**YOUR TASK:**
Your task is to quote the records from their first line through the line containing "recognized, and any", with nothing added or left out.

**GIVEN DATA:**
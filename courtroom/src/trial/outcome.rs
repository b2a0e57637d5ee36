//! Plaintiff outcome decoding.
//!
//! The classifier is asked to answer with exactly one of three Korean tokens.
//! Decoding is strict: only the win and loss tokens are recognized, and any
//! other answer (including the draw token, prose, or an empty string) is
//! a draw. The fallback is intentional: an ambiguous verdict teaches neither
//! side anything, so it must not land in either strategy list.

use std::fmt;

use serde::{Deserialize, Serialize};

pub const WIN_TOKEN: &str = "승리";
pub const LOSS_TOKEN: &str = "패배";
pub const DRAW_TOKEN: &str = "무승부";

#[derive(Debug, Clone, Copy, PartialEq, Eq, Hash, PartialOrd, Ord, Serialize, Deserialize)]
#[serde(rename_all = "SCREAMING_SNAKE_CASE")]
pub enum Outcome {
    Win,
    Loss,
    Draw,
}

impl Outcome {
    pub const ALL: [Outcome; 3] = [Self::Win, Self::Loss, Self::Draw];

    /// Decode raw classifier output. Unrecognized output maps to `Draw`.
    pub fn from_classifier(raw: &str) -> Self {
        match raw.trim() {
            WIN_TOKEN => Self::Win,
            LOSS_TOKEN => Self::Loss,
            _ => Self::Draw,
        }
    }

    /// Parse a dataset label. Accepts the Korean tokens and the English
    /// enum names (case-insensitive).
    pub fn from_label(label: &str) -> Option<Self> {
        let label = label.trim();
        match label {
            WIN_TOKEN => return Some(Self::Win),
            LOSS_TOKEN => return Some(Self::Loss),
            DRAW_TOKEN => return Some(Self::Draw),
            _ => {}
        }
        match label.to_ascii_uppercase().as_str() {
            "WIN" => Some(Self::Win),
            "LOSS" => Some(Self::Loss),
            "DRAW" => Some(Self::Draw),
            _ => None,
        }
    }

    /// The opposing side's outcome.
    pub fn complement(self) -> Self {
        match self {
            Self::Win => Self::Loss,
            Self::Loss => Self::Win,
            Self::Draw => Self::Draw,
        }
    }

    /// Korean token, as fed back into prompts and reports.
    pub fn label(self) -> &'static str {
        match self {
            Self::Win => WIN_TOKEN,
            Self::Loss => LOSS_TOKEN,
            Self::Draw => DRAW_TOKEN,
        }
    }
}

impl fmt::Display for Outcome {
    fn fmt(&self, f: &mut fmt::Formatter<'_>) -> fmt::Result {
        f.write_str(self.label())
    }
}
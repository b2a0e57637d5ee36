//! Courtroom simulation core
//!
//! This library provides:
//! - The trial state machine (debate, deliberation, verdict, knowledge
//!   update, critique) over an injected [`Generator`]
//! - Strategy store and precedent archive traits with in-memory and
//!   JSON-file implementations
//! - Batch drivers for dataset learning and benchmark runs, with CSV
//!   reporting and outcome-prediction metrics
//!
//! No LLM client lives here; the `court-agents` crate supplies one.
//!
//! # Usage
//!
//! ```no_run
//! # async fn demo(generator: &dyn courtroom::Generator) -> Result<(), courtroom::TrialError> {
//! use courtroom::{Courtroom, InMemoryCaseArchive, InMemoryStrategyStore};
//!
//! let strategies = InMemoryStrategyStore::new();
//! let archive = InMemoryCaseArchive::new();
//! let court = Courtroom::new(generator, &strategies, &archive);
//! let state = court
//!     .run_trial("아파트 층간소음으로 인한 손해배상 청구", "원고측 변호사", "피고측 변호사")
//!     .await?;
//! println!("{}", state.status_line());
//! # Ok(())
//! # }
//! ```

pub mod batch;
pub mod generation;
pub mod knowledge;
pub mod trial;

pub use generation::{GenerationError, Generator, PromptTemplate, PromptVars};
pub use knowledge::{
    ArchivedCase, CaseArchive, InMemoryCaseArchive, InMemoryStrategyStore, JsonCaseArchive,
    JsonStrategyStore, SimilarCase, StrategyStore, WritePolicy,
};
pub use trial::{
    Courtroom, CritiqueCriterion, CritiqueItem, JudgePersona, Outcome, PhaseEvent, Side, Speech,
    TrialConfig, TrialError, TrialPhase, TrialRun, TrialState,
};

**SOLUTION TO THIS TASK:**
filename courtroom/src/trial/outcome.rs
repository b2a0e57637d5ee36
//! Plaintiff outcome decoding.
//!
//! The classifier is asked to answer with exactly one of three Korean tokens.
//! Decoding is strict: only the win and loss tokens are recognized, and any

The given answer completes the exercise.